Кроме того, было решено организовать во всех епархиях курсы подготовки регентов детских хоров, разработать общую программу работы с детскими православными содружествами, открыть дома христианской учащейся молодежи (а в перспективе создать Союз христианских содружеств), сиротские приюты, детские дома, клубы, бесплатные трапезные, создавать всевозможные братства, воскресные училища и т. д. На июльской сессии Священного Синода также обсуждались вопросы борьбы с сектантством, реформы монастырской жизни, участия приходского духовенства в кооперации, дисциплины клира и др. Основные идеи докладов комиссий и синодальные решения по ним были изложены в окружном послании епархиальным архиереям от 30 июля 1940 г., и с этого времени начали осуществляться на практике[472].
Принятые на основе докладов комиссий конкретные решения Синода по существу представляли единую долгосрочную программу работы с различными социальными слоями, нацеленную на возвращение утраченных позиций и престижа Болгарской Церкви. Социальная деятельность и миссионерская работа были поставлены во главу угла деятельности Церкви, целью которой стало завоевание прочных позиций и авторитета во всех сферах общественной жизни.
4 мая 1940 г. в Болгарии вступил в силу «Закон о гражданской мобилизации», и в ноябре того же года митрополита Врачанского Паисия вызвали в Военное министерство, где заявили о необходимости для Болгарской Церкви оказать содействие духовной мобилизации. Выслушав сообщение митрополита об этой беседе, Священный Синод решил использовать ситуацию для укрепления позиции Болгарской Церкви и подготовить доклад о ее нуждах для правительства, а также отправить послание духовенству об усилении деятельности с учетом новых общественных потребностей.
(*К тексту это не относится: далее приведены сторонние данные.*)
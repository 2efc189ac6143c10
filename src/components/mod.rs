//! Component models for the relaxation solver.
//!
//! This module provides the closed set of supported components:
//! - Sources: [`Source`] (ideal battery), [`Reference`] (ground)
//! - Linear: [`Resistor`], [`Capacitor`]
//! - Observers: [`Probe`]
//!
//! Every component owns its terminals and one current scalar. Each step it
//! compares the circuit state against its constitutive law and stages a
//! damped correction through the shared helpers
//! [`Component::apply_expected_voltage`] and
//! [`Component::apply_expected_current`].

mod linear;
mod probe;
mod sources;

pub use linear::{Capacitor, Resistor};
pub use probe::Probe;
pub use sources::{Reference, Source};

use std::fmt;

use crate::circuit::{ComponentId, Node, Polarity, ScalarId, StatefulScalar, Terminal};
use crate::solver::Frame;

/// Default upper bound on the rate multiplier of the capacitor's current channel.
pub const DEFAULT_CAPACITOR_CURRENT_RATE: f64 = 1e-2;

/// Default cap on `rate * 2C / dt`, the conductance through which the
/// capacitor's current channel feeds the drop back into the current (siemens).
pub const DEFAULT_CAPACITOR_CURRENT_GAIN_LIMIT: f64 = 2e-3;

/// Variant-specific part of a component.
#[derive(Debug, Clone, PartialEq)]
pub enum ComponentKind {
    Reference(Reference),
    Source(Source),
    Resistor(Resistor),
    Capacitor(Capacitor),
    Probe(Probe),
}

impl ComponentKind {
    /// Number of terminals a component of this kind exposes.
    pub fn terminal_count(&self) -> usize {
        match self {
            ComponentKind::Reference(_) | ComponentKind::Probe(_) => 1,
            ComponentKind::Source(_) | ComponentKind::Resistor(_) | ComponentKind::Capacitor(_) => 2,
        }
    }

    /// Short lowercase name of the kind.
    pub fn type_name(&self) -> &'static str {
        match self {
            ComponentKind::Reference(_) => "reference",
            ComponentKind::Source(_) => "source",
            ComponentKind::Resistor(_) => "resistor",
            ComponentKind::Capacitor(_) => "capacitor",
            ComponentKind::Probe(_) => "probe",
        }
    }
}

impl From<Reference> for ComponentKind {
    fn from(value: Reference) -> Self {
        ComponentKind::Reference(value)
    }
}

impl From<Source> for ComponentKind {
    fn from(value: Source) -> Self {
        ComponentKind::Source(value)
    }
}

impl From<Resistor> for ComponentKind {
    fn from(value: Resistor) -> Self {
        ComponentKind::Resistor(value)
    }
}

impl From<Capacitor> for ComponentKind {
    fn from(value: Capacitor) -> Self {
        ComponentKind::Capacitor(value)
    }
}

impl From<Probe> for ComponentKind {
    fn from(value: Probe) -> Self {
        ComponentKind::Probe(value)
    }
}

/// Mutable view of the circuit state used during the compute pass.
///
/// Reads always see committed values; writes only stage corrections.
pub(crate) struct Sweep<'a> {
    pub nodes: &'a [Node],
    pub scalars: &'a mut [StatefulScalar],
    pub frame: &'a mut Frame,
}

impl Sweep<'_> {
    pub fn value(&self, scalar: ScalarId) -> f64 {
        self.scalars[scalar.0].value()
    }

    pub fn stage(&mut self, scalar: ScalarId, correction: f64) {
        self.scalars[scalar.0].add(correction);
    }

    /// Voltage scalar of the node a terminal is wired to.
    pub fn voltage_of(&self, terminal: &Terminal) -> Option<ScalarId> {
        terminal
            .node()
            .and_then(|node| self.nodes.get(node.0))
            .map(Node::voltage)
    }
}

/// A circuit component.
#[derive(Debug, Clone)]
pub struct Component {
    id: ComponentId,
    name: Option<String>,
    terminals: Vec<Terminal>,
    current: ScalarId,
    kind: ComponentKind,
}

impl Component {
    pub(crate) fn new(id: ComponentId, kind: ComponentKind, current: ScalarId) -> Self {
        let terminals = (0..kind.terminal_count())
            .map(|index| Terminal::new(id, Polarity::for_index(index)))
            .collect();
        Self {
            id,
            name: None,
            terminals,
            current,
            kind,
        }
    }

    pub fn id(&self) -> ComponentId {
        self.id
    }

    pub fn name(&self) -> Option<&str> {
        self.name.as_deref()
    }

    /// Name for diagnostics: the given name, or the id when unnamed.
    pub fn label(&self) -> String {
        match &self.name {
            Some(name) => name.clone(),
            None => self.id.to_string(),
        }
    }

    pub fn set_name(&mut self, name: impl Into<String>) -> &mut Self {
        self.name = Some(name.into());
        self
    }

    pub fn kind(&self) -> &ComponentKind {
        &self.kind
    }

    /// Source parameters, if this component is a source.
    pub fn as_source_mut(&mut self) -> Option<&mut Source> {
        match &mut self.kind {
            ComponentKind::Source(source) => Some(source),
            _ => None,
        }
    }

    /// Resistor parameters, if this component is a resistor.
    pub fn as_resistor_mut(&mut self) -> Option<&mut Resistor> {
        match &mut self.kind {
            ComponentKind::Resistor(resistor) => Some(resistor),
            _ => None,
        }
    }

    /// Capacitor parameters, if this component is a capacitor.
    pub fn as_capacitor_mut(&mut self) -> Option<&mut Capacitor> {
        match &mut self.kind {
            ComponentKind::Capacitor(capacitor) => Some(capacitor),
            _ => None,
        }
    }

    pub fn terminals(&self) -> &[Terminal] {
        &self.terminals
    }

    pub fn terminal(&self, index: usize) -> Option<&Terminal> {
        self.terminals.get(index)
    }

    pub(crate) fn terminal_mut(&mut self, index: usize) -> Option<&mut Terminal> {
        self.terminals.get_mut(index)
    }

    pub fn is_two_terminal(&self) -> bool {
        self.terminals.len() == 2
    }

    /// Handle of the component current in the circuit's scalar arena.
    pub fn current_scalar(&self) -> ScalarId {
        self.current
    }

    /// Voltage scalars of both terminals of a two-terminal component.
    fn terminal_voltages(&self, sweep: &Sweep<'_>) -> Option<(ScalarId, ScalarId)> {
        let v0 = sweep.voltage_of(self.terminals.first()?)?;
        let v1 = sweep.voltage_of(self.terminals.get(1)?)?;
        Some((v0, v1))
    }

    /// Voltage of terminal 1 minus voltage of terminal 0.
    pub(crate) fn voltage_drop(&self, sweep: &Sweep<'_>) -> Option<f64> {
        let (v0, v1) = self.terminal_voltages(sweep)?;
        Some(sweep.value(v1) - sweep.value(v0))
    }

    /// Current entering through terminal 0.
    pub(crate) fn current(&self, sweep: &Sweep<'_>) -> f64 {
        sweep.value(self.current)
    }

    /// Nudge the voltage drop toward `expected`, split evenly between both nodes.
    pub(crate) fn apply_expected_voltage(&self, sweep: &mut Sweep<'_>, expected: f64, rate: f64) {
        let Some((v0, v1)) = self.terminal_voltages(sweep) else {
            return;
        };
        let actual = sweep.value(v1) - sweep.value(v0);
        let error = expected - actual;
        sweep.frame.record(error);

        let correction = error * sweep.frame.learning_rate * rate / 2.0;
        sweep.stage(v0, -correction);
        sweep.stage(v1, correction);

        tracing::trace!(component = %self.id, expected, error, correction, "voltage correction");
    }

    /// Nudge the component current toward `expected`.
    pub(crate) fn apply_expected_current(&self, sweep: &mut Sweep<'_>, expected: f64, rate: f64) {
        let error = expected - self.current(sweep);
        sweep.frame.record(error);

        let correction = error * sweep.frame.learning_rate * rate;
        sweep.stage(self.current, correction);

        tracing::trace!(component = %self.id, expected, error, correction, "current correction");
    }

    /// Stage this component's corrections for one iteration.
    pub(crate) fn step(&self, sweep: &mut Sweep<'_>) {
        match &self.kind {
            ComponentKind::Reference(r) => r.step(self, sweep),
            ComponentKind::Source(s) => s.step(self, sweep),
            ComponentKind::Resistor(r) => r.step(self, sweep),
            ComponentKind::Capacitor(c) => c.step(self, sweep),
            ComponentKind::Probe(p) => p.step(self, sweep),
        }
    }
}

impl fmt::Display for Component {
    fn fmt(&self, f: &mut fmt::Formatter<'_>) -> fmt::Result {
        write!(f, "{} {}", self.kind.type_name(), self.label())
    }
}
Оба документа, в которые вошли основные моменты июльской программы Синода, были приняты в окончательной редакции 29 ноября 1940 г.
Так, в докладе министру иностранных и религиозных дел содержались следующие пункты: 1. Участие государственных служащих в богослужениях. 2. Участие Церкви в воспитании молодежи, в частности, необходимость отвести ей основную роль в проектируемой государственной молодежной организации «Бранник». 3. Законодательное ограничение деятельности сект. 4. Строительство храмов при государственной и общественной поддержке в тех селах, где их нет. 5. Устройство часовен и штатных священников в больницах и тюрьмах. 6. Выделение всем приходам участков земли. 7. Введение гарнизонных священников. 8. Принятие такой программы религиозного обучения, которая создаст «единое целостное религиозно-нравственное мировоззрение в душе ученика». В подобном духе было составлено и послание Синода к пастырям (отпечатанное в 5 тысячах экземпляров), их призывали создать условия для «целостной мобилизации духовных сил нашего народа»[473].
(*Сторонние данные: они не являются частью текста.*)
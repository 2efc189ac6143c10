//! Gradspice - gradient-relaxation circuit solver
//!
//! Loads a netlist, relaxes the circuit over the configured instants and
//! prints the probe voltages.
//!
//! # Usage
//!
//! ```bash
//! gradspice rc.net --instants 200 --history -vv
//! ```

use std::path::PathBuf;
use std::process::ExitCode;

use clap::Parser;
use gradspice::{
    circuit::Circuit,
    dsl,
    error::{GradspiceError, Result},
    solver::{ProbeLog, SimulationConfig, Simulator},
};
use tracing::Level;

/// Gradient-relaxation circuit solver
#[derive(Parser, Debug)]
#[command(author, version, about, long_about = None)]
struct Args {
    /// Path to the netlist file
    #[arg(value_name = "NETLIST")]
    netlist: PathBuf,

    /// Simulated time between instants, in seconds
    #[arg(short = 't', long)]
    time_step: Option<f64>,

    /// Fraction of each residual corrected per iteration
    #[arg(short = 'r', long)]
    learning_rate: Option<f64>,

    /// Number of instants to simulate
    #[arg(short = 'n', long)]
    instants: Option<usize>,

    /// Iteration budget per instant
    #[arg(short = 'i', long)]
    max_iterations: Option<usize>,

    /// Error below which an instant counts as settled
    #[arg(short = 'e', long)]
    tolerance: Option<f64>,

    /// Print probe voltages for every instant instead of only the last
    #[arg(long)]
    history: bool,

    /// Increase log verbosity (-v info, -vv debug, -vvv trace)
    #[arg(short, long, action = clap::ArgAction::Count)]
    verbose: u8,
}

impl Args {
    fn config(&self, ast: &dsl::CircuitAst) -> SimulationConfig {
        let mut config = SimulationConfig::new().with_settings(&ast.settings);
        if let Some(v) = self.time_step {
            config.time_step = v;
        }
        if let Some(v) = self.learning_rate {
            config.learning_rate = v;
        }
        if let Some(v) = self.instants {
            config.instants = v;
        }
        if let Some(v) = self.max_iterations {
            config.max_iterations = v;
        }
        if let Some(v) = self.tolerance {
            config.tolerance = v;
        }
        config
    }
}

fn init_logging(verbose: u8) {
    let level = match verbose {
        0 => Level::WARN,
        1 => Level::INFO,
        2 => Level::DEBUG,
        _ => Level::TRACE,
    };
    tracing_subscriber::fmt()
        .with_max_level(level)
        .with_writer(std::io::stderr)
        .init();
}

fn run(args: &Args) -> Result<()> {
    let ast = dsl::parse_file(&args.netlist)?;
    let mut circuit = Circuit::from_ast(&ast)?;
    let simulator = Simulator::new(args.config(&ast))?;

    let mut log = ProbeLog::new();
    let report = simulator.run_with(&mut circuit, &mut log)?;

    if args.history {
        print!("{}", log.render());
    } else {
        print!("{}", log.render_last());
    }

    if let Some(last) = report.last() {
        println!(
            "# {} instants, {} unsettled, {} iterations, final error {:.3e}",
            report.instants.len(),
            report.unconverged(),
            report.total_iterations(),
            last.error
        );
    }

    if let Some(instant) = report.divergence() {
        return Err(GradspiceError::Diverged {
            instant: instant.index,
            time: instant.time,
            error: instant.error,
        });
    }
    Ok(())
}

fn main() -> ExitCode {
    let args = Args::parse();
    init_logging(args.verbose);

    match run(&args) {
        Ok(()) => ExitCode::SUCCESS,
        Err(e) => {
            eprintln!("error: {e}");
            ExitCode::FAILURE
        }
    }
}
В ходе осуществления этой «программы духовной мобилизации» произошла существенная активизация общественной деятельности Болгарской Православной Церкви (во многом вопреки ожиданиям органов гражданской власти). Так, в 1939/40 учебном году только в Софийской епархии имелось 631 активно работавшее детское, ученическое и студенческое христианское содружество. Многие епархиальные издания в несколько раз увеличили свой тираж и т. д.[474] Укрепление позиций Церкви и сплочение иерархов позволили отстоять ее независимость от государства, и в период Второй мировой войны Болгарский экзархат нередко проводил самостоятельный и несовпадающий с государственным курс внутренней и международной деятельности.